Simulation Data Engineering - Part 2

The first part of this project here orchestrated simulation data generation, which eventually landed in Azure storage.

This part now deploys a Databricks Asset Bundle (DAB) - which is infrastructure as code for Databricks.

This allows for CI/CD integration - which has been set up here using GitHub Actions.

The actions produce two environments - development and production. A staging env could also be added.

The deployment to Databricks includes an ELT pipeline, developed using Delta Live Tables. Which is a declarative ETL/ELT framework for the Databricks Data Intelligence Platform link

The ELT pipeline uses a medallion data design pattern and is in development.

ELT Structure

The Delta Live Tables allow for data quality checks as expectations. These can cause multiple behaviours, such as pipeline failures or logging of failed rows. Such as below where we log missing values in a field.

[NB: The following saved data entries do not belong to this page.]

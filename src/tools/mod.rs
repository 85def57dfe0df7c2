//! Tool system for function calling.

pub mod arguments;
pub mod schema;
pub mod tool;
pub mod types;

pub use arguments::ToolArguments;
pub use schema::{describe, CONTEXT_VARIABLES};
pub use tool::{FunctionTool, Tool, ToolContext};
pub use types::{ParameterBuilder, ToolParameters};
//! Murmur — minimal multi-agent orchestration runtime.
//!
//! Drives a conversable agent (instructions + tools) through a multi-turn
//! loop against a pluggable chat backend, executing the tool calls the model
//! requests, feeding results back into the conversation, and handing control
//! off between agents when a tool returns a new one.
//!
//! # Quick Start
//!
//! ```no_run
//! use murmur::prelude::*;
//!
//! # async fn example() -> murmur::error::Result<()> {
//! let agent = Agent::new("Assistant", "gpt-4o")
//!     .with_instructions("You are a helpful agent.");
//!
//! let orchestrator = Orchestrator::new(ProviderKind::OpenAi)?;
//! let response = orchestrator
//!     .run(
//!         agent,
//!         vec![Message::user("Hi!")],
//!         ContextVariables::new(),
//!         RunOptions::default(),
//!     )
//!     .await?;
//! println!("{:?}", response.messages.last());
//! # Ok(())
//! # }
//! ```

pub mod agent;
pub mod config;
pub mod error;
pub mod orchestrator;
pub mod prelude;
pub mod provider;
pub mod tools;
pub mod types;
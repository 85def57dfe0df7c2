//! Run-scoped key/value state threaded through a run.

use serde::{Deserialize, Serialize};
use serde_json::{Map, Value};

/// Context variables: an open string-keyed mapping visible to dynamic
/// instructions and to tools that declare the dependency.
///
/// Writable only through tool-output merges; merging is last-writer-wins in
/// the order tool results are processed.
#[derive(Debug, Clone, Default, PartialEq, Serialize, Deserialize)]
#[serde(transparent)]
pub struct ContextVariables(Map<String, Value>);

impl ContextVariables {
    pub fn new() -> Self {
        Self::default()
    }

    pub fn get(&self, key: &str) -> Option<&Value> {
        self.0.get(key)
    }

    /// Get a value as a string slice, if present and a string.
    pub fn get_str(&self, key: &str) -> Option<&str> {
        self.0.get(key).and_then(Value::as_str)
    }

    pub fn insert(&mut self, key: impl Into<String>, value: impl Into<Value>) {
        self.0.insert(key.into(), value.into());
    }

    /// Merge `other` into `self`, overwriting existing keys.
    pub fn merge(&mut self, other: ContextVariables) {
        for (key, value) in other.0 {
            self.0.insert(key, value);
        }
    }

    pub fn is_empty(&self) -> bool {
        self.0.is_empty()
    }

    pub fn len(&self) -> usize {
        self.0.len()
    }

    pub fn iter(&self) -> impl Iterator<Item = (&String, &Value)> {
        self.0.iter()
    }
}

impl From<Map<String, Value>> for ContextVariables {
    fn from(map: Map<String, Value>) -> Self {
        Self(map)
    }
}

impl FromIterator<(String, Value)> for ContextVariables {
    fn from_iter<I: IntoIterator<Item = (String, Value)>>(iter: I) -> Self {
        Self(iter.into_iter().collect())
    }
}

impl From<ContextVariables> for Value {
    fn from(ctx: ContextVariables) -> Self {
        Value::Object(ctx.0)
    }
}

#[cfg(test)]
mod tests {
    use super::*;

    #[test]
    fn merge_is_last_writer_wins() {
        let mut a = ContextVariables::new();
        a.insert("k", "old");
        a.insert("keep", 1);

        let mut b = ContextVariables::new();
        b.insert("k", "new");

        a.merge(b);
        assert_eq!(a.get_str("k"), Some("new"));
        assert_eq!(a.get("keep"), Some(&Value::from(1)));
    }
}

The CI/CD workflow roughly follows the below pattern, as described here Albeit with some minor adjustments - we don't have a staging area here, although this can easily be added, we use GitHub Actions here, rather than Azure DevOps. In addition, for demo purposes we are building the dev and prod environments in the same workspace. If done in reality, we would use separate workspaces.

Getting started

Below are some general DAB instructions. You would need to setup a Databricks workspace and get the host name, setup a service principal, set permissions and authenticate.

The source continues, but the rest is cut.